La caractéristique pour chacun des 417 sujets a été saisie dans un programme informatique qui recherche des similitudes génétiques entre les sujets avec les profils psychologiques assimilés. Les résultats ont indiqué que les membres de la famille avec une histoire de tentative de suicide et de trouble bipolaire ont montré un niveau élevé de similitude génétique à un endroit spécifique -- Marqueur d'ADN D2S1777 -- sur une partie du chromosome 2 désigné sous le nom de 2p12. C'est la même borne impliquée dans une étude 2004 de l'université de l'École de Médecine de Pittsburgh qui a regardé la tentative de suicide et la dépression principale. Et elle est proche d'une autre borne, D2S1790, situé dans la région 2p11 du chromosome 2, qui a été recensé dans une étude 2004 de l'université de l'École de Médecine du Connecticut qui a regardé l'alcoolisme et la tentative de suicide.

Willour dit que bien que l'étude dirigée par Hopkins n'indique pas exactement un gène spécifique responsable de la tentative de suicide, elle propose un « voisinage » dans ce que le gène pourrait être trouvé.

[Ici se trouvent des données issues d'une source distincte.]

//! 관리 비밀번호 탐색 -- 게임 서버 컨테이너 로그
//!
//! 관리 비밀번호가 설정되지 않은 서버는 게임 서버 컨테이너가 시작 시 출력하는
//! `Generated password: <비밀번호>` 줄에서 비밀번호를 찾습니다.
//!
//! [`ContainerLogs`] trait으로 Docker API를 추상화하여 테스트에서는
//! `MockContainerLogs`를 사용합니다.

use std::future::Future;
use std::sync::Arc;
use std::time::Duration;

use futures_util::StreamExt;
use regex::Regex;
use tracing::{info, warn};

use crate::error::ModerationError;

/// 기본 게임 서버 컨테이너 이름
pub const DEFAULT_CONTAINER: &str = "pp2host";

/// 기본 시도 횟수
pub const DEFAULT_ATTEMPTS: u32 = 5;

/// 기본 재시도 간격
pub const DEFAULT_RETRY_DELAY: Duration = Duration::from_secs(5);

const MAX_CONTAINER_NAME_LEN: usize = 128;
const PASSWORD_PATTERN: &str = r"Generated password: (\w+)";

/// 컨테이너 이름을 검증합니다.
///
/// Docker 이름 규칙 `[A-Za-z0-9][A-Za-z0-9_.-]*`, 최대 128자.
fn validate_container_name(name: &str) -> Result<(), ModerationError> {
    if name.is_empty() || name.len() > MAX_CONTAINER_NAME_LEN {
        return Err(ModerationError::Docker(format!(
            "invalid container name: length {} (must be 1-{MAX_CONTAINER_NAME_LEN})",
            name.len()
        )));
    }
    let mut chars = name.chars();
    let first_ok = chars.next().is_some_and(|c| c.is_ascii_alphanumeric());
    if !first_ok || !chars.all(|c| c.is_ascii_alphanumeric() || matches!(c, '_' | '.' | '-')) {
        return Err(ModerationError::Docker(format!(
            "invalid container name: '{name}'"
        )));
    }
    Ok(())
}

/// 컨테이너 로그 조회 추상화
pub trait ContainerLogs: Send + Sync + 'static {
    /// 컨테이너의 전체 로그(stdout + stderr)를 반환합니다.
    fn fetch_logs(
        &self,
        container: &str,
    ) -> impl Future<Output = Result<String, ModerationError>> + Send;
}

/// `bollard` 기반 구현
pub struct BollardContainerLogs {
    docker: Arc<bollard::Docker>,
}

impl BollardContainerLogs {
    /// 로컬 기본 소켓으로 Docker에 연결합니다.
    pub fn connect_local() -> Result<Self, ModerationError> {
        let docker = bollard::Docker::connect_with_local_defaults()
            .map_err(|e| ModerationError::Docker(format!("failed to connect to docker: {e}")))?;
        Ok(Self {
            docker: Arc::new(docker),
        })
    }
}

impl ContainerLogs for BollardContainerLogs {
    async fn fetch_logs(&self, container: &str) -> Result<String, ModerationError> {
        use bollard::container::LogsOptions;

        validate_container_name(container)?;

        let options = LogsOptions::<String> {
            stdout: true,
            stderr: true,
            tail: "all".to_owned(),
            ..Default::default()
        };

        let mut stream = self.docker.logs(container, Some(options));
        let mut output = String::new();
        while let Some(chunk) = stream.next().await {
            let chunk = chunk.map_err(|e| {
                if e.to_string().contains("404") {
                    ModerationError::Docker(format!("container not found: {container}"))
                } else {
                    ModerationError::Docker(format!("read logs failed: {e}"))
                }
            })?;
            output.push_str(&String::from_utf8_lossy(&chunk.into_bytes()));
        }
        Ok(output)
    }
}

/// 로그 텍스트에서 마지막으로 생성된 비밀번호를 찾습니다.
pub fn extract_password(logs: &str) -> Option<String> {
    let re = Regex::new(PASSWORD_PATTERN).ok()?;
    re.captures_iter(logs)
        .last()
        .and_then(|caps| caps.get(1))
        .map(|m| m.as_str().to_owned())
}

/// 컨테이너 로그에서 관리 비밀번호를 찾습니다.
///
/// 컨테이너가 막 시작된 경우를 위해 `attempts`번까지 `delay` 간격으로 재시도합니다.
/// 찾지 못하면 `Ok(None)`을 반환합니다.
pub async fn discover_admin_password<C: ContainerLogs>(
    client: &C,
    container: &str,
    attempts: u32,
    delay: Duration,
) -> Result<Option<String>, ModerationError> {
    validate_container_name(container)?;

    for attempt in 1..=attempts.max(1) {
        match client.fetch_logs(container).await {
            Ok(logs) => {
                if let Some(password) = extract_password(&logs) {
                    info!(container, attempt, "admin password discovered from container logs");
                    return Ok(Some(password));
                }
                warn!(container, attempt, "generated password not found in container logs");
            }
            Err(e) => warn!(container, attempt, error = %e, "failed to read container logs"),
        }

        if attempt < attempts {
            tokio::time::sleep(delay).await;
        }
    }
    Ok(None)
}

/// 테스트용 mock 로그 조회기
#[cfg(test)]
pub struct MockContainerLogs {
    responses: std::sync::Mutex<std::collections::VecDeque<Result<String, String>>>,
    calls: std::sync::atomic::AtomicU32,
}

#[cfg(test)]
impl MockContainerLogs {
    pub fn new(responses: Vec<Result<String, String>>) -> Self {
        Self {
            responses: std::sync::Mutex::new(responses.into()),
            calls: std::sync::atomic::AtomicU32::new(0),
        }
    }

    pub fn calls(&self) -> u32 {
        self.calls.load(std::sync::atomic::Ordering::SeqCst)
    }
}

#[cfg(test)]
impl ContainerLogs for MockContainerLogs {
    async fn fetch_logs(&self, _container: &str) -> Result<String, ModerationError> {
        self.calls.fetch_add(1, std::sync::atomic::Ordering::SeqCst);
        let next = self.responses.lock().unwrap().pop_front();
        match next {
            Some(Ok(logs)) => Ok(logs),
            Some(Err(e)) => Err(ModerationError::Docker(e)),
            None => Ok(String::new()),
        }
    }
}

Il ajoute que la prochaine opération est de rétrécir davantage la recherche et de trouver la « adresse. » « Une fois que nous avons localisé le gène spécifique, » il dit, « nous pouvons mieux recenser les gens qui pourraient être en danger de suicide et offrir à des entreprises pharmaceutiques un objectif pour des traitements possibles. »

Les caractéristiques employées par Willour et son équipe -- Échantillons d'ADN, antécédents médicaux et bilans psychiatriques -- soyez venu d'une étude indépendante, FRITE, conduite à l'Université de Chicago, à Johns Hopkins, et à l'institut national du programme intra-muros mental de la santé (NIMH). Le but de la FRITE, commencé en 1988 et financé par au moins 2010, est de trouver les gènes qui prédisposent des gens aux sous-types se développants de trouble bipolaire ou de détail de la maladie.

D'autres chercheurs de Johns Hopkins qui ont contribué à cette étude sont Peter P. Zandi, Ph.D., du service de la santé mentale dans l'école de Bloomberg de la santé publique et du Jr. de J. Raymond DePaulo, M.D. ; Doyen F. MacKinnon, M.D. ; et Francis M. Mondimore, M.D., du service de psychiatrie et des sciences de l'étude du comportement. Les chercheurs complémentaires incluent Elliot S. Gershon, M.D., et Judith A. Badner, M.D., Ph.D., du service de psychiatrie à l'Université de Chicago ; Francis J. McMahon, M.D., du programme intra-muros de NIMH ; et Melvin G. McInnis, M.D., du service de psychiatrie à l'Université du Michigan, Ann Arbor.

Le financement pour cette étude est venu de l'institut national de la santé mentale.